Can you please help me to find a suitable approach to this? Thank you very much.
 A: Let $f(x) = x^q - x$.    To show that $f$ splits in $\mathbb{F}_q$, we wish to demonstrate the existence of $q$ roots of $f$ inside of this field, perhaps counting multiplicity.  Now if $x$ is a root of $f$, then notice it must satisfy $x^q = x$.  Trivially, this holds for $0$, so let's turn our focus to the invertible elements.
The multiplicative group $\mathbb{F}_q^\times$ has order $q-1$.  By Lagrange's theorem, the order of every element of $\mathbb{F}_q^\times$ must divide $q-1$.  In other words, for a given $x \in \mathbb{F}_q^\times$, we have $m|x| = q-1$ for some $m \in \mathbb{N}$.  Therefore, $x^{q-1} = x^{m|x|} = (x^{|x|})^m = 1^m = 1$.

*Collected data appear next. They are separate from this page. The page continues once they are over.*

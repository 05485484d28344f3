//! Error types for session operations

/// Errors from session operations.
///
/// HTTP error statuses are not errors at the `execute` level: they come back
/// as a `Reply`. `Reply::error_for_status` converts them into `Status`.
#[derive(Debug, thiserror::Error)]
pub enum Error {
    #[error("transport error: {0}")]
    Transport(String),

    #[error("server returned {status}: {body}")]
    Status { status: u16, body: String },

    #[error("response decode failed: {0}")]
    Decode(String),

    #[error("invalid header value: {0}")]
    Header(String),

    #[error("invalid URL: {0}")]
    Url(String),

    #[error(transparent)]
    Auth(#[from] travel_auth::Error),
}

/// Result alias for session operations.
pub type Result<T> = std::result::Result<T, Error>;
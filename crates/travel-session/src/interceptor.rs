//! Refresh interceptor state machine
//!
//! Pure state machine: receives events, returns (new_state, action).
//! `Session::execute` performs the I/O each action implies.
//!
//! ```text
//! Sent ──2xx/4xx/5xx──▶ Completed
//!   │  └─transport─────▶ Failed
//!   └─401 (first try)─▶ RefreshAttempted ──new token──▶ Retried ──▶ Completed
//!                              └─no token / failure──▶ GaveUp
//! ```
//!
//! A request that is already a retry never leaves `Sent` through the
//! refresh edge, so at most one refresh happens per request.

use reqwest::StatusCode;
use tracing::warn;

/// Interceptor state for one logical request.
#[derive(Debug, Clone, PartialEq, Eq)]
pub enum RequestState {
    /// On the wire. `retried` is the retry marker of the descriptor.
    Sent { retried: bool },
    /// A response was delivered to the caller
    Completed { status: StatusCode },
    /// Transport failure delivered to the caller
    Failed,
    /// 401 seen, refresh in progress
    RefreshAttempted,
    /// Re-sent with the refreshed token
    Retried,
    /// Refresh impossible; session forced back to login
    GaveUp,
}

/// Events fed to the state machine.
#[derive(Debug, Clone, PartialEq, Eq)]
pub enum InterceptEvent {
    /// The server answered
    Responded { status: StatusCode },
    /// Connection, timeout or body read error
    TransportFailed,
    /// 401 but no refresh token in the store
    RefreshTokenMissing,
    /// Refresh endpoint returned a new access token
    Refreshed { access: String },
    /// Refresh endpoint failed or answered without an access token
    RefreshFailed,
}

/// What the session should do next.
#[derive(Debug, Clone, PartialEq, Eq)]
pub enum InterceptAction {
    /// Hand the current outcome to the caller unchanged
    Deliver,
    /// Call the refresh endpoint
    Refresh,
    /// Re-send the original request with this bearer token
    Retry { access: String },
    /// Clear tokens and header, send the user to login, deliver the original failure
    ForceLogout,
    /// No-op
    None,
}

/// Handle a state transition. Pure function: no I/O.
pub fn handle_event(state: RequestState, event: InterceptEvent) -> (RequestState, InterceptAction) {
    match (state, event) {
        // --- first response ---
        (RequestState::Sent { retried: false }, InterceptEvent::Responded { status })
            if status == StatusCode::UNAUTHORIZED =>
        {
            (RequestState::RefreshAttempted, InterceptAction::Refresh)
        }

        (RequestState::Sent { .. } | RequestState::Retried, InterceptEvent::Responded { status }) => {
            (RequestState::Completed { status }, InterceptAction::Deliver)
        }

        (RequestState::Sent { .. } | RequestState::Retried, InterceptEvent::TransportFailed) => {
            (RequestState::Failed, InterceptAction::Deliver)
        }

        // --- refresh outcome ---
        (RequestState::RefreshAttempted, InterceptEvent::Refreshed { access }) => {
            (RequestState::Retried, InterceptAction::Retry { access })
        }

        (
            RequestState::RefreshAttempted,
            InterceptEvent::RefreshTokenMissing | InterceptEvent::RefreshFailed,
        ) => (RequestState::GaveUp, InterceptAction::ForceLogout),

        // --- anything else is a driver bug; stay put ---
        (state, event) => {
            warn!(?state, ?event, "ignoring event with no transition");
            (state, InterceptAction::None)
        }
    }
}
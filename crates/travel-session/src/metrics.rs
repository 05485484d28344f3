//! Session metrics
//!
//! - `session_requests_total` (counter): label `status`
//! - `session_request_duration_seconds` (histogram): label `status`
//! - `session_transport_errors_total` (counter)
//! - `session_token_refresh_total` (counter): label `outcome`
//! - `session_forced_logout_total` (counter)
//!
//! Without an installed recorder every call is a no-op.

/// Histogram name; the binary configures its buckets.
pub const REQUEST_DURATION: &str = "session_request_duration_seconds";

/// Record one HTTP exchange that produced a response.
pub fn record_request(status: u16, duration_secs: f64) {
    let status = status.to_string();
    metrics::counter!("session_requests_total", "status" => status.clone()).increment(1);
    metrics::histogram!(REQUEST_DURATION, "status" => status).record(duration_secs);
}

/// Record a request that never got a response.
pub fn record_transport_error() {
    metrics::counter!("session_transport_errors_total").increment(1);
}

/// Record a refresh attempt: `success`, `failure` or `missing_token`.
pub fn record_refresh(outcome: &'static str) {
    metrics::counter!("session_token_refresh_total", "outcome" => outcome).increment(1);
}

/// Record a forced logout after an unrecoverable 401.
pub fn record_forced_logout() {
    metrics::counter!("session_forced_logout_total").increment(1);
}
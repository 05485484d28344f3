//! Outbound request descriptor and buffered reply

use std::borrow::Cow;

use bytes::Bytes;
use reqwest::header::{AUTHORIZATION, HeaderMap, HeaderName, HeaderValue};
use reqwest::{Method, StatusCode, Url};
use serde::de::DeserializeOwned;

use crate::error::{Error, Result};

/// Everything needed to (re-)send one request.
///
/// Immutable once built: a retry is a fresh descriptor from
/// `retry_with_token`, carrying `attempt + 1`. `attempt > 0` is the retry
/// marker the interceptor checks, and nothing ever lowers it.
#[derive(Debug, Clone)]
pub struct OutboundRequest {
    id: String,
    method: Method,
    url: Url,
    query: Vec<(String, String)>,
    headers: HeaderMap,
    body: Option<serde_json::Value>,
    attempt: u32,
}

impl OutboundRequest {
    pub fn new(method: Method, url: Url) -> Self {
        Self {
            id: format!("req_{}", uuid::Uuid::new_v4().simple()),
            method,
            url,
            query: Vec::new(),
            headers: HeaderMap::new(),
            body: None,
            attempt: 0,
        }
    }

    pub fn get(url: Url) -> Self {
        Self::new(Method::GET, url)
    }

    pub fn post(url: Url) -> Self {
        Self::new(Method::POST, url)
    }

    pub fn delete(url: Url) -> Self {
        Self::new(Method::DELETE, url)
    }

    /// Append a query parameter.
    pub fn query(mut self, key: &str, value: impl Into<String>) -> Self {
        self.query.push((key.to_string(), value.into()));
        self
    }

    /// Set a per-request header. Overrides session defaults of the same name.
    pub fn header(mut self, name: HeaderName, value: HeaderValue) -> Self {
        self.headers.insert(name, value);
        self
    }

    /// Attach a JSON body.
    pub fn json(mut self, body: serde_json::Value) -> Self {
        self.body = Some(body);
        self
    }

    /// Copy of this request for the post-refresh retry.
    pub fn retry_with_token(&self, access: &str) -> Result<Self> {
        let mut value = HeaderValue::from_str(&format!("Bearer {access}"))
            .map_err(|e| Error::Header(format!("bearer token: {e}")))?;
        value.set_sensitive(true);

        let mut retry = self.clone();
        retry.headers.insert(AUTHORIZATION, value);
        retry.attempt = self.attempt + 1;
        Ok(retry)
    }

    pub fn id(&self) -> &str {
        &self.id
    }

    pub fn method(&self) -> &Method {
        &self.method
    }

    pub fn url(&self) -> &Url {
        &self.url
    }

    pub fn query_pairs(&self) -> &[(String, String)] {
        &self.query
    }

    pub fn headers(&self) -> &HeaderMap {
        &self.headers
    }

    pub fn body(&self) -> Option<&serde_json::Value> {
        self.body.as_ref()
    }

    pub fn attempt(&self) -> u32 {
        self.attempt
    }

    /// Whether this request is already a post-refresh retry.
    pub fn is_retry(&self) -> bool {
        self.attempt > 0
    }
}

/// A fully read HTTP response.
#[derive(Debug, Clone)]
pub struct Reply {
    pub status: StatusCode,
    pub headers: HeaderMap,
    pub body: Bytes,
}

impl Reply {
    pub fn is_success(&self) -> bool {
        self.status.is_success()
    }

    /// Turn a non-2xx reply into `Error::Status`.
    pub fn error_for_status(self) -> Result<Self> {
        if self.status.is_success() {
            Ok(self)
        } else {
            Err(Error::Status {
                status: self.status.as_u16(),
                body: self.text().into_owned(),
            })
        }
    }

    /// Decode the body as JSON.
    pub fn json<T: DeserializeOwned>(&self) -> Result<T> {
        serde_json::from_slice(&self.body).map_err(|e| Error::Decode(e.to_string()))
    }

    pub fn text(&self) -> Cow<'_, str> {
        String::from_utf8_lossy(&self.body)
    }
}
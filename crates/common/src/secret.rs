//! Redacting wrapper for credentials (API keys, bearer tokens)

use std::fmt;
use std::path::Path;

use zeroize::Zeroize;

use crate::error::{Error, Result};

/// Sensitive value - redacted in Debug/Display/logs, zeroed on drop
pub struct Secret<T: Zeroize>(T);

impl<T: Zeroize> Secret<T> {
    pub fn new(value: T) -> Self {
        Self(value)
    }

    /// Borrow the inner value. Keep the borrow out of log fields.
    pub fn expose(&self) -> &T {
        &self.0
    }
}

impl Secret<String> {
    /// Resolve a secret from an environment variable, falling back to a file.
    ///
    /// The env var wins when set. A file containing only whitespace yields
    /// `None`; a file that cannot be read is a configuration error.
    pub fn resolve(env_var: &str, file: Option<&Path>) -> Result<Option<Self>> {
        if let Ok(value) = std::env::var(env_var) {
            return Ok(Some(Self::new(value)));
        }
        let Some(path) = file else {
            return Ok(None);
        };
        let contents = std::fs::read_to_string(path).map_err(|e| {
            Error::Config(format!("failed to read secret file {}: {e}", path.display()))
        })?;
        let trimmed = contents.trim();
        if trimmed.is_empty() {
            Ok(None)
        } else {
            Ok(Some(Self::new(trimmed.to_owned())))
        }
    }
}

impl<T: Zeroize> fmt::Debug for Secret<T> {
    fn fmt(&self, f: &mut fmt::Formatter<'_>) -> fmt::Result {
        write!(f, "[REDACTED]")
    }
}

impl<T: Zeroize> fmt::Display for Secret<T> {
    fn fmt(&self, f: &mut fmt::Formatter<'_>) -> fmt::Result {
        write!(f, "[REDACTED]")
    }
}

impl<T: Zeroize> Drop for Secret<T> {
    fn drop(&mut self) {
        self.0.zeroize();
    }
}

impl<T: Zeroize + Clone> Clone for Secret<T> {
    fn clone(&self) -> Self {
        Self(self.0.clone())
    }
}
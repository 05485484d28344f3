//! Token endpoint calls
//!
//! Three interactions with the backend's auth endpoints, all JSON bodies:
//! 1. Login: username/password for an access/refresh pair
//! 2. Refresh: refresh token for a new access token
//! 3. Registration (no tokens issued; the user logs in afterwards)
//!
//! Paths are absolute and resolved against the API origin.

use reqwest::Url;
use serde::{Deserialize, Serialize};

use crate::constants::{LOGIN_PATH, REFRESH_PATH, REGISTER_PATH};
use crate::error::{Error, Result};

/// Access token plus the refresh token, when the server sent one.
///
/// Login always carries both. Refresh carries `refresh` only when the
/// server rotates refresh tokens.
#[derive(Debug, Clone, PartialEq, Eq, Deserialize, Serialize)]
pub struct TokenPair {
    pub access: String,
    #[serde(default, skip_serializing_if = "Option::is_none")]
    pub refresh: Option<String>,
}

/// Login response: the token pair plus the canonical username.
#[derive(Debug, Clone, Deserialize, Serialize)]
pub struct LoginResponse {
    #[serde(flatten)]
    pub tokens: TokenPair,
    #[serde(default)]
    pub username: Option<String>,
}

/// Raw refresh response; `access` may be missing on a misbehaving server.
#[derive(Debug, Deserialize)]
struct RefreshResponse {
    #[serde(default)]
    access: Option<String>,
    #[serde(default)]
    refresh: Option<String>,
}

/// New account fields. `password2` must repeat `password`; the server
/// validates it.
#[derive(Debug, Clone, Serialize)]
pub struct Registration {
    pub username: String,
    pub email: String,
    pub nickname: String,
    pub password: String,
    pub password2: String,
}

fn endpoint(origin: &Url, path: &str) -> Result<Url> {
    origin
        .join(path)
        .map_err(|e| Error::Url(format!("{origin} + {path}: {e}")))
}

/// Exchange a refresh token for a new access token.
///
/// A response without an `access` field is an error: the caller treats it
/// the same as a network failure.
pub async fn refresh_access(
    client: &reqwest::Client,
    origin: &Url,
    refresh: &str,
) -> Result<TokenPair> {
    let response = client
        .post(endpoint(origin, REFRESH_PATH)?)
        .json(&serde_json::json!({ "refresh": refresh }))
        .send()
        .await
        .map_err(|e| Error::Http(format!("token refresh request failed: {e}")))?;

    let status = response.status();
    if !status.is_success() {
        let body = response
            .text()
            .await
            .unwrap_or_else(|_| String::from("<no body>"));

        // 401/403 means the refresh token is expired or blacklisted
        if status.as_u16() == 401 || status.as_u16() == 403 {
            return Err(Error::InvalidCredentials(format!(
                "refresh token rejected ({status}): {body}"
            )));
        }

        return Err(Error::TokenExchange(format!(
            "token refresh returned {status}: {body}"
        )));
    }

    let parsed = response
        .json::<RefreshResponse>()
        .await
        .map_err(|e| Error::TokenExchange(format!("invalid refresh response: {e}")))?;

    match parsed.access {
        Some(access) if !access.is_empty() => Ok(TokenPair {
            access,
            refresh: parsed.refresh,
        }),
        _ => Err(Error::TokenExchange(
            "refresh response missing access token".into(),
        )),
    }
}

/// Log in with username and password.
pub async fn obtain_token_pair(
    client: &reqwest::Client,
    origin: &Url,
    username: &str,
    password: &str,
) -> Result<LoginResponse> {
    let response = client
        .post(endpoint(origin, LOGIN_PATH)?)
        .json(&serde_json::json!({ "username": username, "password": password }))
        .send()
        .await
        .map_err(|e| Error::Http(format!("login request failed: {e}")))?;

    let status = response.status();
    if !status.is_success() {
        let body = response
            .text()
            .await
            .unwrap_or_else(|_| String::from("<no body>"));
        if status.as_u16() == 401 {
            return Err(Error::InvalidCredentials(format!("login rejected: {body}")));
        }
        return Err(Error::TokenExchange(format!(
            "login returned {status}: {body}"
        )));
    }

    response
        .json::<LoginResponse>()
        .await
        .map_err(|e| Error::TokenExchange(format!("invalid login response: {e}")))
}

/// Create an account. Validation failures (400) come back as `Rejected`
/// with the server's field errors verbatim.
pub async fn register_account(
    client: &reqwest::Client,
    origin: &Url,
    registration: &Registration,
) -> Result<()> {
    let response = client
        .post(endpoint(origin, REGISTER_PATH)?)
        .json(registration)
        .send()
        .await
        .map_err(|e| Error::Http(format!("registration request failed: {e}")))?;

    let status = response.status();
    if status.is_success() {
        return Ok(());
    }
    let body = response
        .text()
        .await
        .unwrap_or_else(|_| String::from("<no body>"));
    Err(Error::Rejected(format!("registration returned {status}: {body}")))
}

Can you take it from here?

Relevance: 
This exercise shows that every finite extension of a finite field is a normal extension.  It is also true that such extensions are separable, from which we can conclude that all such extensions are Galois extensions, which are of great importance in Galois theory.
A: Hint: If $x$ is a non-zero element of $F_q$, then $x^{q-1}=1$.